I think this will be like Big Data. Companies want our stuff, but the models aren't producing things on a level a human can anyway, and one person's excellence can be drowned out by everyone else's mediocrity. So even if your files include great groundbreaking things, they won't be weighted more against all the other idiots' things.
"Data needs to live in a database – not an Excel file. Access should be granted for each according to their needs."
Yeah tell that 98% of the population they wouldn't have a clue how to run a database for their data needs and storage. If you've got a simple solution Mr Eden lets have it but a bloomin Database it is fecking not.
Also Data should not be in something an A.I should be near unless you run it and know how it works, doesn't matter if it's perceived to be sensitive by you, the probability is that someone can derive value from it and that will likely not be to your benefit...
"An Excel file is an excellent way to implement many a simple database"
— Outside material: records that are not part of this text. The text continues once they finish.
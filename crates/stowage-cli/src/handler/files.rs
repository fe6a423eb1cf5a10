//! File upload and removal handlers.

use std::sync::Arc;

use axum::Json;
use axum::extract::multipart::{Field, MultipartError};
use axum::extract::{FromRequest, Multipart, Path, Request, State};
use axum::http::StatusCode;
use axum::http::request::Parts;
use axum::routing::{Router, delete, post};
use bytes::Bytes;
use stowage_engine::{BoxError, FileInfo, FileStorage, IncomingFile, RemoveOutput, StoredFile};
use tokio::sync::mpsc;
use tokio_stream::wrappers::ReceiverStream;

use crate::handler::{Error, ErrorKind, Result};
use crate::state::AppState;

/// Tracing target for file operations.
const TRACING_TARGET: &str = "stowage_cli::handler::files";

/// Chunks buffered between the multipart reader and the storage writer.
const CHUNK_BUFFER: usize = 8;

/// Content type assumed when a part does not declare one.
const DEFAULT_CONTENT_TYPE: &str = "application/octet-stream";

/// Uploads every file part of a multipart request.
///
/// Form data:
/// - any field carrying a file name; other fields are ignored
#[tracing::instrument(skip_all, fields(uri = %request.uri()))]
async fn upload_files(
    State(storage): State<Arc<dyn FileStorage>>,
    request: Request,
) -> Result<(StatusCode, Json<Vec<StoredFile>>)> {
    let (parts, body) = request.into_parts();
    let mut multipart = Multipart::from_request(Request::from_parts(parts.clone(), body), &())
        .await
        .map_err(|rejection| {
            ErrorKind::BadRequest
                .with_message("Invalid multipart request")
                .with_context(rejection.body_text())
        })?;

    let mut stored_files = Vec::new();

    while let Some(field) = multipart.next_field().await.map_err(multipart_error)? {
        let Some(file_name) = field.file_name().map(str::to_owned) else {
            tracing::debug!(target: TRACING_TARGET, field = ?field.name(), "Skipping field without filename");
            continue;
        };

        let content_type = field.content_type().unwrap_or(DEFAULT_CONTENT_TYPE).to_owned();
        let mut info = FileInfo::new(file_name, content_type);
        if let Some(name) = field.name() {
            info = info.with_field_name(name);
        }

        tracing::debug!(
            target: TRACING_TARGET,
            file = %info.original_name,
            content_type = %info.mime_type,
            "Receiving file"
        );

        let (sender, receiver) = mpsc::channel(CHUNK_BUFFER);
        let file = IncomingFile::new(info, ReceiverStream::new(receiver));

        let (received, stored) =
            tokio::join!(forward_chunks(field, sender), storage.handle_file(&parts, file));

        received?;
        stored_files.push(stored?);
    }

    if stored_files.is_empty() {
        return Err(ErrorKind::BadRequest.with_message("No files provided in multipart request"));
    }

    tracing::info!(
        target: TRACING_TARGET,
        count = stored_files.len(),
        "Files stored"
    );

    Ok((StatusCode::CREATED, Json(stored_files)))
}

/// Feeds a multipart field into the storage stream.
///
/// Stops quietly when the storage side hangs up (it failed and reports its
/// own error). A read error is forwarded into the stream and also returned.
async fn forward_chunks(
    mut field: Field<'_>,
    sender: mpsc::Sender<std::result::Result<Bytes, BoxError>>,
) -> Result<()> {
    loop {
        match field.chunk().await {
            Ok(Some(chunk)) => {
                if sender.send(Ok(chunk)).await.is_err() {
                    return Ok(());
                }
            }
            Ok(None) => return Ok(()),
            Err(err) => {
                let _ = sender.send(Err(err.body_text().into())).await;
                return Err(multipart_error(err));
            }
        }
    }
}

fn multipart_error(err: MultipartError) -> Error<'static> {
    tracing::warn!(target: TRACING_TARGET, error = %err, "Failed to read multipart data");

    let kind = match err.status() {
        StatusCode::PAYLOAD_TOO_LARGE => ErrorKind::PayloadTooLarge,
        _ => ErrorKind::BadRequest,
    };
    kind.with_message("Invalid multipart data")
        .with_context(err.body_text())
}

/// Removes the object a previous upload of `name` was stored as.
///
/// Removing a file that is not stored succeeds.
#[tracing::instrument(skip_all, fields(name = %name))]
async fn remove_file(
    State(storage): State<Arc<dyn FileStorage>>,
    Path(name): Path<String>,
    request: Request,
) -> Result<Json<RemoveOutput>> {
    let (parts, _): (Parts, _) = request.into_parts();
    let info = FileInfo::new(name, DEFAULT_CONTENT_TYPE);

    let output = storage.remove_file(&parts, &info).await?;

    tracing::info!(
        target: TRACING_TARGET,
        path = %output.path,
        existed = ?output.existed,
        "File removed"
    );

    Ok(Json(output))
}

/// Returns the file routes.
pub fn routes() -> Router<AppState> {
    Router::new()
        .route("/files", post(upload_files))
        .route("/files/{name}", delete(remove_file))
}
There's close to 19k people who would probably disagree with you on that one.... It was all down to a hidden tab, apparently....
https://www.gov.uk/guidance/data-incident-affecting-applicants-to-the-afghan-relocations-and-assistance-policy-scheme-and-afghanistan-locally-employed-staff-ex-gratia-scheme#background
but on the flip side, spooling up a database when a simple vlookup will do is a valid use case. Dont get me wrong, a database is the correct way to do many things but a spreadsheet can do lightweight tasks too. It depends on how you get your spreadsheet data. Look at Durham uni CEM exam analysis spreadsheets, they should probably be a database but sending those to schools would be a disaster in MDB so they have excel macros. Not ideal but portable for users.
I agree. A flat file system will meet the majority of most people's needs for data storage, even in a business context. There are certainly many situations where there is a better option, providing ability to create and manage it properly exists. However, it takes skill to develop and create a "proper database", skills that most people (and businesses) don't have. And for those that do, the media is full of accounts where the skill set fell short of arriving at what was actually needed (needed by the users, that is, not the consultants and company licensing the underlying software). I'm not claiming that spreadsheets (e.g. Excel) will meet all database needs, but most user needs are not really so complex that a more formal database application would be any more beneficial. Nor am I claiming that there aren't cases where people push Excel too far and stray into areas where there are better options. However, aiming for excellence is often the enemy of adequacy.
I'm now long retired but, from my working days, it was often the behaviour of those trying to push for the full-blown database that made the case to try Excel first (and once the spreadsheet was in use, and people managed to get the work done using it, it was an even harder challenge to change to what might have been better).
A screwdriver usually does the job of opening a paint tin, though there will be people who will try and sell you a tool just for doing that. The specialised tool (and similarly specialised tool for stirring the paint) will probably be a better choice for a painter who opens a lot of tins during their working day; at home, where it's only an occasional need, the screwdriver that's ready to hand does what's needed (opening the tin and, quite often, stirring the contents). And even if you've bought the special tool, you could have been well on with painting (the job that is actually needed) by the time you found it!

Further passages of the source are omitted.